Among the lines below, list those containing the string "version".

== Segment start ==

//! OPC relationship (`.rels`) parsing and writing, plus relationship id
//! allocation.
//!
//! Relationship ids are the one registry that **must** stay stable across
//! save cycles: external tools key on `rIdN` values. New ids come from a
//! [`RelIdAllocator`] seeded with every id already present in the package, so
//! a fresh id never collides with one handed out in a previous session.

use std::collections::HashSet;

use quick_xml::events::Event;
use quick_xml::Reader;
use thiserror::Error;

pub const REL_TYPE_WORKSHEET: &str =
    "http://schemas.openxmlformats.org/officeDocument/2006/relationships/worksheet";
pub const REL_TYPE_CHARTSHEET: &str =
    "http://schemas.openxmlformats.org/officeDocument/2006/relationships/chartsheet";
pub const REL_TYPE_STYLES: &str =
    "http://schemas.openxmlformats.org/officeDocument/2006/relationships/styles";
pub const REL_TYPE_SHARED_STRINGS: &str =
    "http://schemas.openxmlformats.org/officeDocument/2006/relationships/sharedStrings";
pub const REL_TYPE_CALC_CHAIN: &str =
    "http://schemas.openxmlformats.org/officeDocument/2006/relationships/calcChain";
pub const REL_TYPE_TABLE: &str =
    "http://schemas.openxmlformats.org/officeDocument/2006/relationships/table";

#[derive(Debug, Error)]
pub enum RelsError {
    #[error("xml parse error: {0}")]
    Xml(#[from] quick_xml::Error),
    #[error("xml attribute error: {0}")]
    XmlAttr(#[from] quick_xml::events::attributes::AttrError),
    #[error("relationship missing required attribute: {0}")]
    MissingAttribute(&'static str),
}

/// One `<Relationship>` entry.
#[derive(Clone, Debug, PartialEq, Eq)]
pub struct Relationship {
    pub id: String,
    pub rel_type: String,
    pub target: String,
    pub target_mode: Option<String>,
}

impl Relationship {
    pub fn is_external(&self) -> bool {
        self.target_mode
            .as_deref()
            .is_some_and(|mode| mode.eq_ignore_ascii_case("External"))
    }
}

/// Parse a `.rels` part into its relationship entries.
pub fn parse_relationships(xml: &[u8]) -> Result<Vec<Relationship>, RelsError> {
    let mut reader = Reader::from_reader(xml);
    reader.config_mut().trim_text(true);
    let mut buf = Vec::new();
    let mut out = Vec::new();

    loop {
        match reader.read_event_into(&mut buf)? {
            Event::Start(e) | Event::Empty(e)
                if local_name(e.name().as_ref()) == b"Relationship" =>
            {
                let mut id = None;
                let mut rel_type = None;
                let mut target = None;
                let mut target_mode = None;
                for attr in e.attributes() {
                    let attr = attr?;
                    let value = attr.unescape_value()?.into_owned();
                    match local_name(attr.key.as_ref()) {
                        b"Id" => id = Some(value),
                        b"Type" => rel_type = Some(value),
                        b"Target" => target = Some(value),
                        b"TargetMode" => target_mode = Some(value),
                        _ => {}
                    }
                }
                out.push(Relationship {
                    id: id.ok_or(RelsError::MissingAttribute("Id"))?,
                    rel_type: rel_type.ok_or(RelsError::MissingAttribute("Type"))?,
                    target: target.ok_or(RelsError::MissingAttribute("Target"))?,
                    target_mode,
                });
            }
            Event::Eof => break,
            _ => {}
        }
        buf.clear();
    }

    Ok(out)
}

/// Serialize relationship entries back to a `.rels` payload.
pub fn write_relationships(rels: &[Relationship]) -> Vec<u8> {
    let mut xml = String::new();
    xml.push_str(r#"<?xml version="1.0" encoding="UTF-8" standalone="yes"?>"#);
    xml.push_str(
        r#"<Relationships xmlns="http://schemas.openxmlformats.org/package/2006/relationships">"#,
    );
    for rel in rels {
        xml.push_str(r#"<Relationship Id=""#);
        xml.push_str(&crate::xml_escape::attr(&rel.id));
        xml.push_str(r#"" Type=""#);
        xml.push_str(&crate::xml_escape::attr(&rel.rel_type));
        xml.push_str(r#"" Target=""#);
        xml.push_str(&crate::xml_escape::attr(&rel.target));
        xml.push('"');
        if let Some(mode) = &rel.target_mode {
            xml.push_str(r#" TargetMode=""#);
            xml.push_str(&crate::xml_escape::attr(mode));
            xml.push('"');
        }
        xml.push_str("/>");
    }
    xml.push_str("</Relationships>");
    xml.into_bytes()
}

/// The `.rels` part name for a given part (`xl/workbook.xml` →
/// `xl/_rels/workbook.xml.rels`).
pub fn rels_for_part(part: &str) -> String {
    match part.rsplit_once('/') {
        Some((dir, file)) => format!("{dir}/_rels/{file}.rels"),
        None => format!("_rels/{part}.rels"),
    }
}

/// Resolve a relationship target against the part that declared it.
///
/// Targets are relative to the declaring part's directory; a leading `/`
/// makes them package-absolute. `..` segments are folded.
pub fn resolve_target(base_part: &str, target: &str) -> String {
    if let Some(stripped) = target.strip_prefix('/') {
        return stripped.to_string();
    }

    let mut segments: Vec<&str> = match base_part.rsplit_once('/') {
        Some((dir, _)) => dir.split('/').collect(),
        None => Vec::new(),
    };

    for seg in target.split('/') {
        match seg {
            "" | "." => {}
            ".." => {
                segments.pop();
            }
            other => segments.push(other),
        }
    }

    segments.join("/")
}

/// Allocates unused `rIdN` relationship ids.
///
/// Seed it with every id the package already uses before asking for new ones;
/// ids are handed out from a monotonically increasing counter that skips any
/// seeded value.
#[derive(Clone, Debug, Default)]
pub struct RelIdAllocator {
    used: HashSet<String>,
    next: u32,
}

impl RelIdAllocator {
    pub fn new() -> Self {
        Self {
            used: HashSet::new(),
            next: 1,
        }
    }

    /// Mark an id as taken.
    pub fn claim(&mut self, id: &str) {
        self.used.insert(id.to_string());
    }

    /// Mark a batch of ids as taken.
    pub fn seed<'a>(&mut self, ids: impl IntoIterator<Item = &'a str>) {
        for id in ids {
            self.claim(id);
        }
    }

    /// Hand out the next unused `rIdN`.
    pub fn next_id(&mut self) -> String {
        loop {
            let candidate = format!("rId{}", self.next);
            self.next += 1;
            if !self.used.contains(&candidate) {
                self.used.insert(candidate.clone());
                return candidate;
            }
        }
    }
}

pub(crate) fn local_name(qname: &[u8]) -> &[u8] {
    match qname.iter().rposition(|&b| b == b':') {
        Some(idx) => &qname[idx + 1..],
        None => qname,
    }
}
//! A small read-only XML tree used where random access beats event streaming
//! (the styles part, whose sections cross-reference each other by index).
//!
//! Element and attribute names are stored by local name; SpreadsheetML parts
//! use a single default namespace, and some producers emit prefixed variants,
//! so matching on local names is the tolerant choice.

use quick_xml::events::Event;
use quick_xml::Reader;
use thiserror::Error;

use crate::relationships::local_name;

#[derive(Debug, Error)]
pub enum XmlDomError {
    #[error("xml parse error: {0}")]
    Xml(#[from] quick_xml::Error),
    #[error("xml attribute error: {0}")]
    XmlAttr(#[from] quick_xml::events::attributes::AttrError),
    #[error("utf-8 error: {0}")]
    Utf8(#[from] std::str::Utf8Error),
    #[error("document has no root element")]
    NoRoot,
    #[error("unbalanced element nesting")]
    Unbalanced,
}

/// One parsed element: local name, attributes, child elements, text content.
#[derive(Clone, Debug, Default)]
pub(crate) struct XmlEl {
    pub name: String,
    pub attrs: Vec<(String, String)>,
    pub children: Vec<XmlEl>,
    pub text: String,
}

impl XmlEl {
    /// Parse a document and return its root element.
    pub fn parse(bytes: &[u8]) -> Result<XmlEl, XmlDomError> {
        let mut reader = Reader::from_reader(bytes);
        reader.config_mut().trim_text(false);
        let mut buf = Vec::new();

        let mut stack: Vec<XmlEl> = Vec::new();
        let mut root: Option<XmlEl> = None;

        loop {
            match reader.read_event_into(&mut buf)? {
                Event::Start(e) => {
                    stack.push(element_from_start(&e)?);
                }
                Event::Empty(e) => {
                    let el = element_from_start(&e)?;
                    match stack.last_mut() {
                        Some(parent) => parent.children.push(el),
                        None if root.is_none() => root = Some(el),
                        None => return Err(XmlDomError::Unbalanced),
                    }
                }
                Event::End(_) => {
                    let el = stack.pop().ok_or(XmlDomError::Unbalanced)?;
                    match stack.last_mut() {
                        Some(parent) => parent.children.push(el),
                        None if root.is_none() => root = Some(el),
                        None => return Err(XmlDomError::Unbalanced),
                    }
                }
                Event::Text(e) => {
                    if let Some(top) = stack.last_mut() {
                        top.text.push_str(&e.unescape()?);
                    }
                }
                Event::CData(e) => {
                    if let Some(top) = stack.last_mut() {
                        top.text.push_str(std::str::from_utf8(e.as_ref())?);
                    }
                }
                Event::Eof => break,
                _ => {}
            }
            buf.clear();
        }

        root.ok_or(XmlDomError::NoRoot)
    }

    /// First child element with the given local name.
    pub fn child(&self, local: &str) -> Option<&XmlEl> {
        self.children.iter().find(|c| c.name == local)
    }

    /// All child elements with the given local name.
    pub fn children_by_name<'a>(&'a self, local: &'a str) -> impl Iterator<Item = &'a XmlEl> {
        self.children.iter().filter(move |c| c.name == local)
    }

    /// Attribute value by local name.
    pub fn attr(&self, local: &str) -> Option<&str> {
        self.attrs
            .iter()
            .find(|(k, _)| k == local)
            .map(|(_, v)| v.as_str())
    }
}

fn element_from_start(e: &quick_xml::events::BytesStart<'_>) -> Result<XmlEl, XmlDomError> {
    let name = String::from_utf8_lossy(local_name(e.name().as_ref())).into_owned();
    let mut attrs = Vec::new();
    for attr in e.attributes().with_checks(false) {
        let attr = attr.map_err(XmlDomError::XmlAttr)?;
        let key = String::from_utf8_lossy(local_name(attr.key.as_ref())).into_owned();
        let value = attr.unescape_value().map_err(XmlDomError::Xml)?.into_owned();
        attrs.push((key, value));
    }
    Ok(XmlEl {
        name,
        attrs,
        children: Vec::new(),
        text: String::new(),
    })
}

#[cfg(test)]
mod tests {
    use super::*;

    #[test]
    fn parses_nested_elements_and_attributes() {
        let xml = br#"<?xml version="1.0"?>
<root a="1">
  <child b="two"><leaf/></child>
  <child b="three">text</child>
</root>"#;

        let root = XmlEl::parse(xml).unwrap();
        assert_eq!(root.name, "root");
        assert_eq!(root.attr("a"), Some("1"));
        assert_eq!(root.children_by_name("child").count(), 2);
        assert!(root.child("child").unwrap().child("leaf").is_some());
        assert_eq!(
            root.children_by_name("child").nth(1).unwrap().text.trim(),
            "text"
        );
    }

    #[test]
    fn strips_namespace_prefixes() {
        let xml = br#"<x:root xmlns:x="urn:x" x:a="1"><x:kid/></x:root>"#;
        let root = XmlEl::parse(xml).unwrap();
        assert_eq!(root.name, "root");
        assert_eq!(root.attr("a"), Some("1"));
        assert!(root.child("kid").is_some());
    }
}
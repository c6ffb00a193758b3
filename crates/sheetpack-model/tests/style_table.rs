use pretty_assertions::assert_eq;
use sheetpack_model::{Color, Font, NumberFormat, Style, StyleTable};

#[test]
fn style_table_intern_deduplicates() {
    let mut table = StyleTable::new();

    let style = Style {
        font: Some(Font {
            bold: true,
            color: Some(Color::new_argb(0xFFFF0000)),
            ..Default::default()
        }),
        number_format: Some(NumberFormat::Custom("0%".to_string())),
        ..Default::default()
    };

    let a = table.intern(style.clone());
    let b = table.intern(style);
    assert_eq!(a, b, "identical styles should reuse the same id");
}

#[test]
fn default_style_is_always_id_zero() {
    let mut table = StyleTable::new();
    assert_eq!(table.intern(Style::default()), 0);
    assert_eq!(table.len(), 1);
}

#[test]
fn structurally_different_styles_get_distinct_ids() {
    let mut table = StyleTable::new();
    let bold = table.intern(Style {
        font: Some(Font {
            bold: true,
            ..Default::default()
        }),
        ..Default::default()
    });
    let italic = table.intern(Style {
        font: Some(Font {
            italic: true,
            ..Default::default()
        }),
        ..Default::default()
    });
    assert_ne!(bold, italic);
}
/// Load a package from bytes.
pub fn load_from_bytes(bytes: &[u8]) -> Result<SpreadsheetDocument, ReadError> {
    let package = SheetPackage::from_bytes(bytes)?;

    let workbook_xml = package.part_required("xl/workbook.xml")?;
    let workbook_parts = parse_workbook_xml(workbook_xml)?;

    let rels_bytes = package.part_required(&rels_for_part("xl/workbook.xml"))?;
    let rels = parse_relationships(rels_bytes)?;

    let mut workbook = Workbook::new();
    workbook.date_system = if workbook_parts.date1904 {
        DateSystem::Excel1904
    } else {
        DateSystem::Excel1900
    };

    let styles_target = relationship_target(&rels, REL_TYPE_STYLES)
        .unwrap_or_else(|| "xl/styles.xml".to_string());
    let styles_part = StylesPart::parse_or_default(package.part(&styles_target), &mut workbook.styles)?;

    let shared_strings_target = relationship_target(&rels, REL_TYPE_SHARED_STRINGS)
        .unwrap_or_else(|| "xl/sharedStrings.xml".to_string());
    let shared = match package.part(&shared_strings_target) {
        Some(bytes) => {
            SharedStringPool::from_items(parse_shared_strings_xml(std::str::from_utf8(bytes)?)?)
        }
        None => SharedStringPool::new(),
    };

    let mut meta = DocMeta {
        calc_pr: workbook_parts.calc_pr,
        ..DocMeta::default()
    };

    for entry in &workbook_parts.sheets {
        let rel = rels
            .iter()
            .find(|r| r.id == entry.relationship_id)
            .ok_or_else(|| {
                ReadError::MissingWorkbookRelationship(entry.relationship_id.clone())
            })?;
        let path = resolve_target("xl/workbook.xml", &rel.target);
        let worksheet_id = workbook.allocate_sheet_id();

        let kind = if rel.rel_type == REL_TYPE_WORKSHEET {
            let sheet_bytes = package.part_required(&path)?;
            let mut worksheet = Worksheet::new(worksheet_id, entry.name.clone());
            parse_worksheet_xml(
                sheet_bytes,
                &mut worksheet,
                &styles_part,
                &workbook.styles,
                &shared,
                workbook.date_system,
            )?;
            workbook.sheets.push(worksheet);
            SheetKind::Worksheet
        } else {
            // Keep the tab position and relationship identity; content stays
            // an opaque preserved part.
            workbook.sheets.push(Worksheet::new(worksheet_id, entry.name.clone()));
            SheetKind::Unsupported {
                reason: unsupported_sheet_reason(rel),
            }
        };

        meta.sheets.push(SheetMeta {
            worksheet_id,
            sheet_id: entry.sheet_id,
            relationship_id: entry.relationship_id.clone(),
            state: entry.state.clone(),
            path,
            kind,
        });
    }

    for raw in &workbook_parts.defined_names {
        let scope = match raw.local_sheet_index {
            Some(idx) => match meta.sheets.get(idx as usize) {
                Some(sheet_meta) => DefinedNameScope::Sheet(sheet_meta.worksheet_id),
                None => continue,
            },
            None => DefinedNameScope::Workbook,
        };
        workbook.defined_names.push(DefinedName {
            name: raw.name.clone(),
            formula: raw.formula.clone(),
            scope,
        });
    }

    collect_unsupported_pivot_caches(&package, &mut meta)?;

    Ok(SpreadsheetDocument::from_parts(workbook, package, meta))
}

fn relationship_target(rels: &[Relationship], rel_type: &str) -> Option<String> {
    rels.iter()
        .find(|r| r.rel_type == rel_type)
        .map(|r| resolve_target("xl/workbook.xml", &r.target))
}

fn unsupported_sheet_reason(rel: &Relationship) -> String {
    if rel.rel_type == REL_TYPE_CHARTSHEET {
        "chartsheet".to_string()
    } else {
        format!("sheet relationship type {} is not modeled", rel.rel_type)
    }
}

struct RawSheetEntry {
    name: String,
    sheet_id: u32,
    relationship_id: String,
    state: Option<String>,
}

struct RawDefinedName {
    name: String,
    formula: String,
    local_sheet_index: Option<u32>,
}

#[derive(Default)]
struct WorkbookParts {
    sheets: Vec<RawSheetEntry>,
    defined_names: Vec<RawDefinedName>,
    date1904: bool,
    calc_pr: CalcPr,
}

fn parse_workbook_xml(xml: &[u8]) -> Result<WorkbookParts, ReadError> {
    let text = std::str::from_utf8(xml)?;
    let mut reader = Reader::from_str(text);
    reader.config_mut().trim_text(true);
    let mut buf = Vec::new();
    let mut out = WorkbookParts::default();

    loop {
        match reader.read_event_into(&mut buf)? {
            Event::Start(e) | Event::Empty(e) if e.local_name().as_ref() == b"workbookPr" => {
                if let Some(val) = attr_value(&e, b"date1904")? {
                    out.date1904 = val == "1" || val.eq_ignore_ascii_case("true");
                }
            }
            Event::Start(e) | Event::Empty(e) if e.local_name().as_ref() == b"calcPr" => {
                out.calc_pr.calc_id = attr_value(&e, b"calcId")?;
                out.calc_pr.calc_mode = attr_value(&e, b"calcMode")?;
                out.calc_pr.full_calc_on_load = attr_value(&e, b"fullCalcOnLoad")?
                    .map(|v| v == "1" || v.eq_ignore_ascii_case("true"));
            }
            Event::Start(e) | Event::Empty(e) if e.local_name().as_ref() == b"sheet" => {
                let mut name = None;
                let mut sheet_id = None;
                let mut rel_id = None;
                let mut state = None;
                for attr in e.attributes().with_checks(false) {
                    let attr = attr?;
                    let value = attr.unescape_value()?.into_owned();
                    match local_name(attr.key.as_ref()) {
                        b"name" => name = Some(value),
                        b"sheetId" => sheet_id = value.parse::<u32>().ok(),
                        b"id" => rel_id = Some(value),
                        b"state" => state = Some(value),
                        _ => {}
                    }
                }
                let (Some(name), Some(sheet_id), Some(relationship_id)) =
                    (name, sheet_id, rel_id)
                else {
                    return Err(ReadError::Malformed("sheet entry missing name/sheetId/r:id"));
                };
                out.sheets.push(RawSheetEntry {
                    name,
                    sheet_id,
                    relationship_id,
                    state,
                });
            }
            Event::Start(e) if e.local_name().as_ref() == b"definedName" => {
                let name = attr_value(&e, b"name")?;
                let local_sheet_index = attr_value(&e, b"localSheetId")?
                    .and_then(|v| v.parse::<u32>().ok());
                let formula = read_text(&mut reader, QName(b"definedName"))?;
                if let Some(name) = name {
                    out.defined_names.push(RawDefinedName {
                        name,
                        formula,
                        local_sheet_index,
                    });
                }
            }
            Event::Eof => break,
            _ => {}
        }
        buf.clear();
    }

    Ok(out)
}

fn parse_worksheet_xml(
    xml: &[u8],
    worksheet: &mut Worksheet,
    styles_part: &StylesPart,
    style_table: &StyleTable,
    shared: &SharedStringPool,
    date_system: DateSystem,
) -> Result<(), ReadError> {
    let text = std::str::from_utf8(xml)?;
    let mut reader = Reader::from_str(text);
    reader.config_mut().trim_text(false);
    let mut buf = Vec::new();

    let mut masters: HashMap<u32, SharedMaster> = HashMap::new();
    let mut pending: Vec<PendingMember> = Vec::new();

    loop {
        match reader.read_event_into(&mut buf)? {
            Event::Start(e) | Event::Empty(e) if e.local_name().as_ref() == b"col" => {
                parse_col(&e, worksheet, styles_part)?;
            }
            Event::Start(e) | Event::Empty(e) if e.local_name().as_ref() == b"row" => {
                parse_row_props(&e, worksheet, styles_part)?;
            }
            Event::Start(e) if e.local_name().as_ref() == b"c" => {
                let e = e.into_owned();
                parse_cell(
                    &mut reader,
                    &e,
                    worksheet,
                    styles_part,
                    style_table,
                    shared,
                    date_system,
                    &mut masters,
                    &mut pending,
                )?;
            }
            Event::Empty(e) if e.local_name().as_ref() == b"c" => {
                // A self-closing cell can still carry a style reference.
                let cell_ref = required_cell_ref(&e)?;
                let style_id = cell_style_id(&e, styles_part)?;
                if style_id != 0 {
                    let mut cell = Cell::default();
                    cell.style_id = style_id;
                    worksheet.insert_cell(cell_ref, cell);
                }
            }
            Event::Eof => break,
            _ => {}
        }
        buf.clear();
    }

    formulas::resolve_shared_members(worksheet, &masters, &pending).map_err(|orphan| {
        ReadError::OrphanSharedFormula {
            shared_index: orphan.shared_index,
            cell: orphan.cell.to_a1(),
        }
    })?;

    Ok(())
}
/// Rewrite the `<cols>` and `<sheetData>` sections of an existing worksheet
/// part, leaving every other section (views, merges, conditional formatting,
/// page setup…) untouched. A missing `<cols>` section is inserted before
/// `sheetData` when the sheet now carries column properties.
fn patch_worksheet_xml(
    original: &[u8],
    cols_xml: &str,
    sheet_data_xml: &str,
) -> Result<Vec<u8>, WriteError> {
    let mut reader = Reader::from_reader(original);
    reader.config_mut().trim_text(false);
    let mut buf = Vec::new();
    let mut writer = Writer::new(Vec::with_capacity(original.len() + sheet_data_xml.len()));

    let mut skipping_sheet_data = false;
    let mut skipping_cols = false;
    let mut wrote_cols = false;
    loop {
        match reader.read_event_into(&mut buf)? {
            Event::Start(e) if e.local_name().as_ref() == b"cols" => {
                skipping_cols = true;
                writer.get_mut().extend_from_slice(cols_xml.as_bytes());
                wrote_cols = true;
            }
            Event::Empty(e) if e.local_name().as_ref() == b"cols" => {
                writer.get_mut().extend_from_slice(cols_xml.as_bytes());
                wrote_cols = true;
                drop(e);
            }
            Event::End(e) if e.local_name().as_ref() == b"cols" => {
                skipping_cols = false;
                drop(e);
            }

            Event::Start(e) if e.local_name().as_ref() == b"sheetData" => {
                skipping_sheet_data = true;
                if !wrote_cols && !cols_xml.is_empty() {
                    writer.get_mut().extend_from_slice(cols_xml.as_bytes());
                    wrote_cols = true;
                }
                writer.get_mut().extend_from_slice(sheet_data_xml.as_bytes());
            }
            Event::Empty(e) if e.local_name().as_ref() == b"sheetData" => {
                if !wrote_cols && !cols_xml.is_empty() {
                    writer.get_mut().extend_from_slice(cols_xml.as_bytes());
                    wrote_cols = true;
                }
                writer.get_mut().extend_from_slice(sheet_data_xml.as_bytes());
                drop(e);
            }
            Event::End(e) if e.local_name().as_ref() == b"sheetData" => {
                skipping_sheet_data = false;
                drop(e);
            }
            Event::Eof => break,
            ev if skipping_sheet_data || skipping_cols => drop(ev),
            ev => writer.write_event(ev.into_owned())?,
        }
        buf.clear();
    }

    Ok(writer.into_inner())
}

== Segment end ==

**Solution for this task:**
    xml.push_str(r#"<?xml version="1.0" encoding="UTF-8" standalone="yes"?>"#);
        let xml = br#"<?xml version="1.0"?>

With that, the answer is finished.